// src/constants.rs

/// The system-wide configuration file, searched first.
pub const SYSTEM_CONFIG_PATH: &str = "/etc/appdo.conf";

/// The per-user configuration file name, resolved against the user's home directory.
/// Searched after the system-wide file, so it takes precedence.
pub const USER_CONFIG_FILENAME: &str = ".appdo.conf";

/// The profile used when `--app` is not given.
pub const DEFAULT_APP: &str = "default";

/// The shell every compiled command line is handed to.
pub const SHELL_PROGRAM: &str = "bash";

/// The flag that makes [`SHELL_PROGRAM`] read its commands from the next argument.
pub const SHELL_COMMAND_FLAG: &str = "-c";
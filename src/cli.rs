// src/cli.rs

use crate::{
    constants::DEFAULT_APP,
    core::{compiler::CommandCompiler, config_store::ConfigStore},
    system::launcher::Launcher,
};
use anyhow::Result;
use clap::Parser;
use std::io::Write;
use std::path::PathBuf;

/// The hint printed when neither a command nor `--listapp` is given.
pub const USAGE_HINT: &str = "No command specified.\nFor further information, use\n   $ appdo --help";

/// appdo: Run a command in an application context.
///
/// The context comes from the `[<app>]` table of `/etc/appdo.conf` and
/// `~/.appdo.conf` (the latter wins) and may change directory, source files,
/// run setup statements, set environment variables and prefix the command.
///
/// Examples:
///
///   $ appdo --app web -- ls -la
///
///   $ appdo "make test"
#[derive(Parser, Debug)]
#[command(author, version, about, long_about = None)]
pub struct Cli {
    /// The profile to run the command in.
    #[arg(long, default_value = DEFAULT_APP)]
    pub app: String,

    /// List the profiles defined in the config files and exit.
    #[arg(long)]
    pub listapp: bool,

    /// The command to run.
    ///
    /// A single argument is split like a shell would (`"ls -la"`);
    /// several arguments are used as they are.
    #[arg(trailing_var_arg = true, allow_hyphen_values = true)]
    pub cmd: Vec<String>,
}

/// Runs the parsed CLI against the given config files.
///
/// Returns the exit status for the cases that finish without launching
/// anything: `0` after listing profiles, `1` when no command was given.
/// When a command is launched the process image is replaced, so this only
/// returns from that path with the launch error.
pub fn dispatch(
    cli: &Cli,
    config_paths: &[PathBuf],
    launcher: &dyn Launcher,
    out: &mut dyn Write,
) -> Result<i32> {
    if cli.listapp {
        let config = ConfigStore::load(config_paths)?;
        for name in config.profile_names() {
            writeln!(out, "{}", name)?;
        }
        return Ok(0);
    }

    if cli.cmd.is_empty() {
        writeln!(out, "{}", USAGE_HINT)?;
        return Ok(1);
    }

    let config = ConfigStore::load(config_paths)?;
    log::debug!("Using profile '{}'.", cli.app);
    let compiler = CommandCompiler::new(&cli.cmd, config.statements_for(&cli.app))?;
    Err(compiler.run(launcher).into())
}

#[cfg(test)]
mod tests {
    use super::*;
    use crate::system::launcher::LaunchError;
    use std::cell::RefCell;
    use tempfile::NamedTempFile;

    #[derive(Default)]
    struct RecordingLauncher {
        launched: RefCell<Vec<Vec<String>>>,
    }

    impl Launcher for RecordingLauncher {
        fn launch(&self, argv: &[String]) -> LaunchError {
            self.launched.borrow_mut().push(argv.to_vec());
            LaunchError::EmptyArgv
        }
    }

    fn parse(args: &[&str]) -> Cli {
        Cli::try_parse_from(std::iter::once("appdo").chain(args.iter().copied())).unwrap()
    }

    fn config_file(content: &str) -> NamedTempFile {
        let mut file = NamedTempFile::new().unwrap();
        file.write_all(content.as_bytes()).unwrap();
        file.flush().unwrap();
        file
    }

    #[test]
    fn test_parse_defaults() {
        let cli = parse(&[]);
        assert_eq!(cli.app, "default");
        assert!(!cli.listapp);
        assert!(cli.cmd.is_empty());
    }

    #[test]
    fn test_parse_command_with_hyphen_values() {
        let cli = parse(&["--app", "web", "ls", "-la"]);
        assert_eq!(cli.app, "web");
        assert_eq!(cli.cmd, vec!["ls", "-la"]);

        let cli = parse(&["--", "ls", "-la"]);
        assert_eq!(cli.cmd, vec!["ls", "-la"]);
    }

    #[test]
    fn test_no_command_prints_usage_and_exits_one() {
        let launcher = RecordingLauncher::default();
        let mut out = Vec::new();

        let code = dispatch(&parse(&[]), &[], &launcher, &mut out).unwrap();

        assert_eq!(code, 1);
        assert_eq!(String::from_utf8(out).unwrap(), format!("{}\n", USAGE_HINT));
        assert!(launcher.launched.borrow().is_empty());
    }

    #[test]
    fn test_listapp_prints_profiles_only() {
        let file = config_file("note = \"scalar\"\n[work]\ncd = \"/w\"\n[default]\ncd = \"/d\"\n");
        let launcher = RecordingLauncher::default();
        let mut out = Vec::new();

        let code = dispatch(
            &parse(&["--listapp"]),
            &[file.path().to_path_buf()],
            &launcher,
            &mut out,
        )
        .unwrap();

        assert_eq!(code, 0);
        assert_eq!(String::from_utf8(out).unwrap(), "default\nwork\n");
        assert!(launcher.launched.borrow().is_empty());
    }

    #[test]
    fn test_command_is_launched_in_profile_context() {
        let file = config_file("[web]\ncd = \"/srv\"\nenv = { PORT = \"80\" }\n");
        let launcher = RecordingLauncher::default();
        let mut out = Vec::new();

        let err = dispatch(
            &parse(&["--app", "web", "make test"]),
            &[file.path().to_path_buf()],
            &launcher,
            &mut out,
        )
        .unwrap_err();

        assert!(err.downcast_ref::<LaunchError>().is_some());
        assert_eq!(
            *launcher.launched.borrow(),
            vec![vec![
                "bash".to_string(),
                "-c".to_string(),
                "cd /srv; PORT=80 make test".to_string()
            ]]
        );
    }

    #[test]
    fn test_parse_error_aborts_before_launch() {
        let file = config_file("[web\n");
        let launcher = RecordingLauncher::default();
        let mut out = Vec::new();

        let result = dispatch(
            &parse(&["ls"]),
            &[file.path().to_path_buf()],
            &launcher,
            &mut out,
        );

        assert!(result.is_err());
        assert!(launcher.launched.borrow().is_empty());
    }
}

- Activity -
Copy whichever lines in the listing above contain the word "NamedTempFile".

- Result of this exercise -
    use tempfile::NamedTempFile;
    fn config_file(content: &str) -> NamedTempFile {
        let mut file = NamedTempFile::new().unwrap();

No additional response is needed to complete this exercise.